我必须构建一个类似于“分支机构/商店定位器”的 Web 应用程序。 用户输入他的地址,网络应用程序就会在地图上标出附近的商店。
其中一项要求是:
“Web 应用程序必须支持 100 个并发用户以及高达 5GB/天的传输量。”
大部分传输的数据将是文本和 GUI 图像。
所以我的问题是:
- 这是否被视为高流量应用程序?
- 我可以通过哪些网络应用程序/网站获取类似的流量?
- 我需要实现诸如 memcached、模板缓存、负载服务器平衡等功能吗?
我以前曾从事过高流量应用程序的工作,但我从来都不是架构师。 因此,尽管我知道一些(不是全部)管理高流量场景的策略,但我并不熟悉它们的实际实施。
有人可以向我提供建议、反馈或建议的研究吗? 我是不是忽略了什么?
**另外,我正在使用 LAMP 和 Smarty 构建这个。
I have to build a web application that's similar to a "branch/store locater". A user types in his address and the web application will plot nearby stores on a map.
One of the requirements is:
"The web application must support 100 simultaneous users and up to 5GB/day transfer volume."
Much of the transferred data will be text and GUI images.
So my questions are:
- Is this considered a high traffic application?
- What web application/site can I look to for comparable traffic?
- Do I need to implement things like memcached, template caching, load server balancing etc...?
I've worked on high traffic applications before, but I was never the architect. So although I'm aware of some (not all) strategies for managing high-traffic scenarios, I'm not familiar with their actual implementation.
Can someone offer me advice, feedback, or suggested research?
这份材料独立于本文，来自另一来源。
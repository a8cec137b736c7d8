use crate::err::*;
use crate::protocol::{DataTypeId, ServiceType};
use regex::Regex;
use std::collections::HashMap;

pub const MAX_SERVICE_DATA_TYPE_ID: u16 = 255;

lazy_static! {
    static ref RGX_FULL_NAME: Regex =
        Regex::new(r"^([a-z_][a-z0-9_]*\.)+[A-Z][A-Za-z0-9_]*$").unwrap();
}

#[test]
fn test_rgx_full_name() {
    assert!(RGX_FULL_NAME.is_match("uavcan.protocol.GetNodeInfo"));
    assert!(RGX_FULL_NAME.is_match("root_ns_a.StringService"));
    assert!(RGX_FULL_NAME.is_match("a.B"));
    assert!(RGX_FULL_NAME.is_match("ns0.sub_1.Type2"));

    assert!(!RGX_FULL_NAME.is_match("StringService"));
    assert!(!RGX_FULL_NAME.is_match("root_ns_a."));
    assert!(!RGX_FULL_NAME.is_match(".StringService"));
    assert!(!RGX_FULL_NAME.is_match("Root.StringService"));
    assert!(!RGX_FULL_NAME.is_match("root.stringService"));
    assert!(!RGX_FULL_NAME.is_match("root..StringService"));
    assert!(!RGX_FULL_NAME.is_match("0root.StringService"));
}

pub(crate) fn validate_full_name(full_name: &str) -> ServiceResult<()> {
    if !RGX_FULL_NAME.is_match(full_name) {
        return Err(ServiceError::InvalidDataTypeName(full_name.to_string()));
    }
    Ok(())
}

/// Maps service type names to the numeric IDs used on the wire.
///
/// Each node owns one registry. Both ends of a service call must agree on the ID of a type,
/// so register the same types with the same IDs on every node.
#[derive(Default)]
pub struct DataTypeRegistry {
    by_name: HashMap<&'static str, DataTypeId>,
    by_id: HashMap<DataTypeId, &'static str>,
}

impl DataTypeRegistry {
    pub fn new() -> DataTypeRegistry {
        DataTypeRegistry::default()
    }

    /// Register `S` under its default ID
    pub fn register<S: ServiceType>(&mut self) -> ServiceResult<DataTypeId> {
        self.register_with_id::<S>(S::DEFAULT_DATA_TYPE_ID)
    }

    /// Register `S` under the given ID. Registering a type again with the same ID is a no-op.
    /// Errors if the name is malformed, the ID is out of the service range, or either the
    /// name or the ID is already registered to something else.
    pub fn register_with_id<S: ServiceType>(&mut self, id: u16) -> ServiceResult<DataTypeId> {
        validate_full_name(S::FULL_NAME)?;

        if id > MAX_SERVICE_DATA_TYPE_ID {
            return Err(ServiceError::InvalidDataTypeId(id));
        }
        let id = DataTypeId(id);

        if let Some(&existing) = self.by_name.get(S::FULL_NAME) {
            return if existing == id {
                Ok(id)
            } else {
                Err(ServiceError::DataTypeIdCollision(existing.0, S::FULL_NAME.to_string()))
            };
        }

        if let Some(owner) = self.by_id.get(&id) {
            return Err(ServiceError::DataTypeIdCollision(id.0, owner.to_string()));
        }

        self.by_name.insert(S::FULL_NAME, id);
        self.by_id.insert(id, S::FULL_NAME);
        debug!("Registered data type {} as {}", S::FULL_NAME, id);
        Ok(id)
    }

    pub fn resolve<S: ServiceType>(&self) -> ServiceResult<DataTypeId> {
        self.by_name
            .get(S::FULL_NAME)
            .copied()
            .ok_or_else(|| ServiceError::UnknownDataType(S::FULL_NAME.to_string()))
    }

    pub fn name_of(&self, id: DataTypeId) -> Option<&'static str> {
        self.by_id.get(&id).copied()
    }

    pub fn len(&self) -> usize {
        self.by_id.len()
    }

    pub fn is_empty(&self) -> bool {
        self.by_id.is_empty()
    }
}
Did I overlook anything?
**Also, I'm building this with LAMP with Smarty.
发布评论
评论(3)
每秒仅为 60kb(假设运行超过 24 小时),但您可能会在高峰时段遇到突发情况,因此您需要能够处理该问题。 即使对于较旧的基于 Apache 的服务器,100 个并发用户也不算什么。
我不确定 memcached 真的能帮到你这么多,但它值得添加,就像 APC 对于你的 PHP cahcing,我至少将其架构为能够负载平衡 - 查看 ultramonkey 对于如何透明地实现这一点的一些好的文档,您需要确保传入的任何用户会话不会以每个主机的方式存储其会话数据; 您需要考虑如果用户在一次呼叫中访问领先平衡服务器 A,然后在另一次呼叫中访问服务器 B,会发生什么情况。 (即将用户 ID 和数据存储在数据库中,而不是文件系统中)。
That's only 60kb per second (assuming running over 24hr), but you'll likely hit bursts during peak hours, so you'll need to be able to handle that. 100 simultaneous users is nothing even for an older Apache-based server.
I'm not sure memcached would really help you out so much, but its worth adding, as is APC for your PHP cahcing, and I would at least architect it to be able to be load balanced - check out ultramonkey for some good documentation on how to get that going transparently, you'll need to ensure that any user session that comes in doesn't store its session data in a per-host way; you need to consider what happens is a user hits lead-balanced server A in one call, and then hits server B in another. (ie store user id and data in the DB, not in the filesystem).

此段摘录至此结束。